Thirteen years after truck driver Vic Fraser was stabbed to death in Surrey, B.C., his killer has been found guilty of second-degree murder.

Gary Johnston was in the process of robbing Fraser's sister's home in March 1998 when the 43-year-old truck driver interrupted him. He stabbed Fraser nine times in the neck.

Fraser's sister Jeanie told reporters outside a New Westminster courtroom that she was pleased by the verdict. "I am really happy that this guy isn't going to be out on the streets of Vancouver destroying someone else's family," she said.

Johnston wasn't arrested until more than 11 years after Fraser's death. 

Surrey RCMP said Johnston's name surfaced early in the investigation, but there wasn't enough evidence to lay charges until an unsolved homicide unit was set up in the detachment in 2005, leading to new information in the case. He eventually confessed to an undercover cop posing as a crime boss and was arrested in Montreal in 2009.

At the time of his arrest, Johnston was on parole for a manslaughter conviction.

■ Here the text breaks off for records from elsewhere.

//! Planar convex hulls: gift wrapping and Graham scan.
//!
//! Both solvers read the same point slice, share the orientation predicate in
//! [`predicates`], and return a [`Hull`] of directed edges that refers back into
//! that slice by [`PointId`]. Graham scan orders its input with the randomized
//! quicksort in [`sort`]. [`cloud`] draws the random inputs used by benches and
//! the CLI harness.
//!
//! API Policy
//! - The crate is workspace-internal; breaking changes are fine when they make
//!   the kernel clearer.

pub mod cloud;
pub mod predicates;
pub mod solvers;
pub mod sort;
mod types;

/// Library version string.
pub const VERSION: &str = env!("CARGO_PKG_VERSION");

pub use predicates::{cmp_xy, is_left_of, is_left_of_eps, on_segment, orientation, Turn, EPS};
pub use solvers::{convex_hull, Algorithm, GiftWrap, GrahamScan, HullSolver, UnknownAlgorithm};
pub use sort::{quicksort, quicksort_by, quicksort_with};
pub use types::{Edge, Hull, HullCfg, Point2, PointId};

/// Common exports for quick imports in callers.
pub mod prelude {
    pub use crate::cloud::{generate, Bounds, CloudCfg, Distribution, GeneratorError};
    pub use crate::{
        convex_hull, Algorithm, Edge, GiftWrap, GrahamScan, Hull, HullCfg, HullSolver, Point2,
        PointId,
    };
}
//! Criterion microbenches for the randomized quicksort against `slice::sort_by`.

use criterion::{criterion_group, criterion_main, BatchSize, BenchmarkId, Criterion};
use hull2::cloud::{generate, CloudCfg, Distribution};
use hull2::{cmp_xy, quicksort_with};
use rand::{rngs::StdRng, SeedableRng};

fn bench_sort(c: &mut Criterion) {
    let mut group = c.benchmark_group("sort");
    for &n in &[10usize, 1_000, 10_000] {
        let cfg = CloudCfg {
            count: n,
            distribution: Distribution::Uniform,
            ..CloudCfg::default()
        };
        let pts = generate(&cfg, 11).expect("default bounds are valid");
        group.bench_with_input(BenchmarkId::new("quicksort", n), &pts, |b, pts| {
            let mut rng = StdRng::seed_from_u64(5);
            b.iter_batched(
                || pts.clone(),
                |mut v| quicksort_with(&mut v, &mut rng),
                BatchSize::SmallInput,
            )
        });
        group.bench_with_input(BenchmarkId::new("std_sort_by", n), &pts, |b, pts| {
            b.iter_batched(
                || pts.clone(),
                |mut v| v.sort_by(cmp_xy),
                BatchSize::SmallInput,
            )
        });
    }
    group.finish();
}

criterion_group!(benches, bench_sort);
criterion_main!(benches);
//! SVG export of a point cloud and its hull.
//!
//! Points are drawn at their integer pixel projection, shifted so the bounds'
//! minimum corner maps to the image origin. Hull edges are red lines, points
//! small black circles on a white background.

use anyhow::{Context, Result};
use hull2::cloud::Bounds;
use hull2::{Hull, Point2};
use std::fs;
use std::path::Path;

fn offset(p: &Point2, bounds: &Bounds) -> (i32, i32) {
    let (x, y) = p.pixel();
    (x - bounds.min_x as i32, y - bounds.min_y as i32)
}

/// Render `points` and the edges of `hull` as a standalone SVG document.
pub fn render_svg(points: &[Point2], hull: &Hull<'_>, bounds: &Bounds) -> String {
    let w = (bounds.width() as i32).max(1);
    let h = (bounds.height() as i32).max(1);
    let mut out = String::new();
    out.push_str(&format!(
        "<svg xmlns=\"http://www.w3.org/2000/svg\" width=\"{w}\" height=\"{h}\" viewBox=\"0 0 {w} {h}\">\n"
    ));
    out.push_str("<rect width=\"100%\" height=\"100%\" fill=\"white\"/>\n");

    out.push_str("<g fill=\"none\" stroke=\"black\" stroke-width=\"1\">\n");
    for p in points {
        let (x, y) = offset(p, bounds);
        out.push_str(&format!("<circle cx=\"{x}\" cy=\"{y}\" r=\"1.5\"/>\n"));
    }
    out.push_str("</g>\n");

    out.push_str("<g stroke=\"red\" stroke-width=\"1\">\n");
    for (a, b) in hull.segments() {
        let (x1, y1) = offset(a, bounds);
        let (x2, y2) = offset(b, bounds);
        out.push_str(&format!(
            "<line x1=\"{x1}\" y1=\"{y1}\" x2=\"{x2}\" y2=\"{y2}\"/>\n"
        ));
    }
    out.push_str("</g>\n</svg>\n");
    out
}

/// Write the SVG to `path`, creating parent directories.
pub fn write_svg<P: AsRef<Path>>(
    path: P,
    points: &[Point2],
    hull: &Hull<'_>,
    bounds: &Bounds,
) -> Result<()> {
    let path = path.as_ref();
    if let Some(parent) = path.parent() {
        if !parent.as_os_str().is_empty() {
            fs::create_dir_all(parent)
                .with_context(|| format!("creating export dir {}", parent.display()))?;
        }
    }
    fs::write(path, render_svg(points, hull, bounds))
        .with_context(|| format!("writing {}", path.display()))
}
use serde::Serialize;

/// Mean, sample standard deviation, and standard error of the mean.
#[derive(Clone, Copy, Debug, PartialEq, Serialize)]
pub struct Summary {
    pub n: usize,
    pub mean: f64,
    pub std_dev: f64,
    pub std_err: f64,
}

/// Summarize a sample. Empty input gives NaN statistics (serialized as null).
pub fn summarize(xs: &[f64]) -> Summary {
    let n = xs.len();
    if n == 0 {
        return Summary {
            n,
            mean: f64::NAN,
            std_dev: f64::NAN,
            std_err: f64::NAN,
        };
    }
    let mean = xs.iter().sum::<f64>() / n as f64;
    let std_dev = if n < 2 {
        0.0
    } else {
        let ss: f64 = xs.iter().map(|x| (x - mean).powi(2)).sum();
        (ss / (n - 1) as f64).sqrt()
    };
    Summary {
        n,
        mean,
        std_dev,
        std_err: std_dev / (n as f64).sqrt(),
    }
}
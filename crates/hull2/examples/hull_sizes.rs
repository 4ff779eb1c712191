//! Print hull sizes per distribution for a quick sanity check on counts.
//!
//! Usage:
//!   cargo run -p hull2 --example hull_sizes -- 5000
//!
//! `circle-fixed` should report every point on the hull; the other
//! distributions only a small fraction.

use hull2::cloud::{generate, CloudCfg, Distribution};
use hull2::{GiftWrap, GrahamScan, HullSolver};

fn main() {
    let count = std::env::args()
        .nth(1)
        .and_then(|s| s.parse().ok())
        .unwrap_or(5_000usize);
    for dist in Distribution::ALL {
        let cfg = CloudCfg {
            count,
            distribution: dist,
            ..CloudCfg::default()
        };
        let pts = match generate(&cfg, 2025) {
            Ok(p) => p,
            Err(e) => {
                eprintln!("{dist}: {e}");
                continue;
            }
        };
        let gw = GiftWrap::default().solve(&pts);
        let gs = GrahamScan::default().solve(&pts);
        println!(
            "{dist:>12}: n={count} gift-wrap={} graham={} agree={}",
            gw.vertex_count(),
            gs.vertex_count(),
            gw.vertex_count() == gs.vertex_count()
        );
    }
}
//! Provenance sidecars: `<artifact>.provenance.json` next to every file the CLI
//! writes, and the same block (without outputs) for `cli report`.

use anyhow::{Context, Result};
use serde_json::{json, Value};
use std::ffi::OsStr;
use std::fs;
use std::path::{Path, PathBuf};
use std::process::Command;

/// Run parameters and tag recorded in a sidecar.
pub struct Payload {
    pub params: Value,
    pub tag: Option<String>,
}

impl Payload {
    pub fn new(params: Value) -> Self {
        Self { params, tag: None }
    }

    pub fn with_tag(mut self, tag: Option<String>) -> Self {
        self.tag = tag;
        self
    }
}

fn document(tag: Option<&str>, params: &Value, outputs: &[String]) -> Value {
    json!({
        "code_rev": current_git_rev(),
        "hull2_version": hull2::VERSION,
        "eps": hull2::EPS,
        "tag": tag,
        "params": params,
        "outputs": outputs,
    })
}

/// Provenance block without outputs, as printed by `cli report`.
pub fn describe(tag: Option<&str>) -> Value {
    document(tag, &json!({}), &[])
}

/// Write the sidecar for `artifact` and return its path.
pub fn write_sidecar<P: AsRef<Path>>(artifact: P, payload: Payload) -> Result<PathBuf> {
    let artifact = artifact.as_ref();
    let path = provenance_path(artifact);
    let doc = document(
        payload.tag.as_deref(),
        &payload.params,
        &[artifact.to_string_lossy().into_owned()],
    );
    fs::write(&path, serde_json::to_vec_pretty(&doc)?)
        .with_context(|| format!("writing {}", path.display()))?;
    Ok(path)
}

/// `out/trials.csv` → `out/trials.provenance.json`.
fn provenance_path(artifact: &Path) -> PathBuf {
    let mut name = artifact
        .file_stem()
        .unwrap_or(OsStr::new("artifact"))
        .to_os_string();
    name.push(".provenance.json");
    artifact.with_file_name(name)
}

/// `GIT_COMMIT` from the environment, else `git rev-parse HEAD`, else "unknown".
pub fn current_git_rev() -> String {
    std::env::var("GIT_COMMIT")
        .ok()
        .filter(|rev| !rev.is_empty())
        .or_else(|| {
            let out = Command::new("git")
                .args(["rev-parse", "HEAD"])
                .output()
                .ok()?;
            out.status
                .success()
                .then(|| String::from_utf8_lossy(&out.stdout).trim().to_string())
        })
        .unwrap_or_else(|| "unknown".to_string())
}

Surrey RCMP Insp. Trent Rolfe called Friday's verdict "a fitting end to a tragic, senseless crime" in a press release.

"Investigating unsolved murders are like no other. With witnesses who have moved on and memories fading, what remains constant, however, is the pain suffered by the victim's family and their need for resolution," he said.

Johnston's B.C. Supreme Court trial began in March but was interrupted when he was quarantined because of an H1N1 flu outbreak at North Fraser Pre-Trial Centre.